De nombreux hôteliers suisses ressentent les clauses de parité tarifaire de fournisseurs internationaux tels que Booking.com ou Expedia comme une servitude. Les interdire n’aurait cependant qu’un impact économique négligeable. Que faire ?
Outdoor-Gästezimmer auf der Dachterrasse des Hotels Widder in Zürich. (Image: Keystone)

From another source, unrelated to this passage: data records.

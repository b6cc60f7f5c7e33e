use crux_core::{render::render, Command};

use crate::config::{BANNER_DEFAULT_MS, SCAN_POLL_INTERVAL_MS};
use crate::events::{Event, ScanEvent};
use crate::http_helpers::{SCAN_STATUS_ENDPOINT, START_SCAN_ENDPOINT};
use crate::model::Model;
use crate::types::{BannerKind, ScanStatus};
use crate::update::ui::show_message;
use crate::{after, http_get, render_if, Effect};

const SCAN_FAILED_MESSAGE: &str = "Scan failed";

/// Page load: the device scans on boot, so poll its status right away
pub fn initialize(model: &mut Model) -> Command<Effect, Event> {
    match model.scan.begin() {
        Some(generation) => {
            log::info!("Checking scan status on load");
            Command::all([render(), poll_status(generation)])
        }
        None => Command::done(),
    }
}

/// Handle scan loop events
pub fn handle(event: ScanEvent, model: &mut Model) -> Command<Effect, Event> {
    match event {
        ScanEvent::Start => match model.scan.begin() {
            Some(generation) => {
                log::info!("Starting scan (run {generation})");
                Command::all([render(), request_scan(generation)])
            }
            None => {
                log::debug!("Scan already running");
                Command::done()
            }
        },

        ScanEvent::Cancel => {
            let cancelled = model.scan.cancel();
            if cancelled {
                log::info!("Scan cancelled");
            }
            render_if!(cancelled)
        }

        ScanEvent::StartResponse { generation, result } => {
            if !model.scan.is_current(generation) {
                return Command::done();
            }
            match result {
                Ok(()) => poll_status(generation),
                Err(e) => {
                    log::warn!("Start scan failed: {e}");
                    fail(model, SCAN_FAILED_MESSAGE)
                }
            }
        }

        ScanEvent::PollTick { generation } => {
            if model.scan.is_current(generation) {
                poll_status(generation)
            } else {
                Command::done()
            }
        }

        ScanEvent::RetryTick { generation } => {
            if model.scan.is_current(generation) {
                request_scan(generation)
            } else {
                Command::done()
            }
        }

        ScanEvent::StatusResponse { generation, result } => {
            if !model.scan.is_current(generation) {
                log::debug!("Dropping scan status of stale run {generation}");
                return Command::done();
            }
            handle_status(generation, result, model)
        }
    }
}

fn handle_status(
    generation: u64,
    result: Result<ScanStatus, String>,
    model: &mut Model,
) -> Command<Effect, Event> {
    match result {
        Ok(ScanStatus::InProgress) => {
            model.scan.show_scanning();
            Command::all([
                render(),
                after!(
                    SCAN_POLL_INTERVAL_MS,
                    Event::Scan(ScanEvent::PollTick { generation })
                ),
            ])
        }
        Ok(ScanStatus::Completed(networks)) if networks.is_empty() => {
            if model.scan.record_empty_result() {
                log::info!("No networks found after {} attempts", model.scan.attempts());
                return render();
            }
            log::debug!("Empty scan result, attempt {}", model.scan.attempts());
            after!(
                SCAN_POLL_INTERVAL_MS,
                Event::Scan(ScanEvent::RetryTick { generation })
            )
        }
        Ok(ScanStatus::Completed(networks)) => {
            log::info!("Scan found {} networks", networks.len());
            model.scan.complete(networks);
            render()
        }
        Ok(ScanStatus::Failed(message)) => {
            if message.trim().is_empty() {
                fail(model, SCAN_FAILED_MESSAGE)
            } else {
                fail(model, message)
            }
        }
        Ok(ScanStatus::Unexpected(code)) => {
            fail(model, format!("Unexpected status code: {code}"))
        }
        Err(e) => {
            log::warn!("Scan status request failed: {e}");
            fail(model, SCAN_FAILED_MESSAGE)
        }
    }
}

fn fail(model: &mut Model, message: impl Into<String>) -> Command<Effect, Event> {
    model.scan.fail();
    show_message(model, message, BannerKind::Error, BANNER_DEFAULT_MS)
}

fn request_scan(generation: u64) -> Command<Effect, Event> {
    http_get!(
        Scan,
        ScanEvent,
        START_SCAN_ENDPOINT,
        StartResponse,
        process_start_scan_response,
        generation: generation
    )
}

fn poll_status(generation: u64) -> Command<Effect, Event> {
    http_get!(
        Scan,
        ScanEvent,
        SCAN_STATUS_ENDPOINT,
        StatusResponse,
        process_scan_status_response,
        generation: generation
    )
}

Les plateformes de réservation comme Booking.com ou Expedia ont pris énormément d’importance pour l’hôtellerie helvétique. Si plus d’une nuitée sur deux en Suisse était encore réservée directement auprès de l’hôtel en 2018, cette proportion fond d’année en année. La faiblesse de la distribution directe par les sites Web des hôtels est notamment frappante (voir illustration). Malgré la tendance croissante aux réservations par Internet, la part de marché de ce canal de distribution n’a augmenté que marginalement entre 2013 et 2018.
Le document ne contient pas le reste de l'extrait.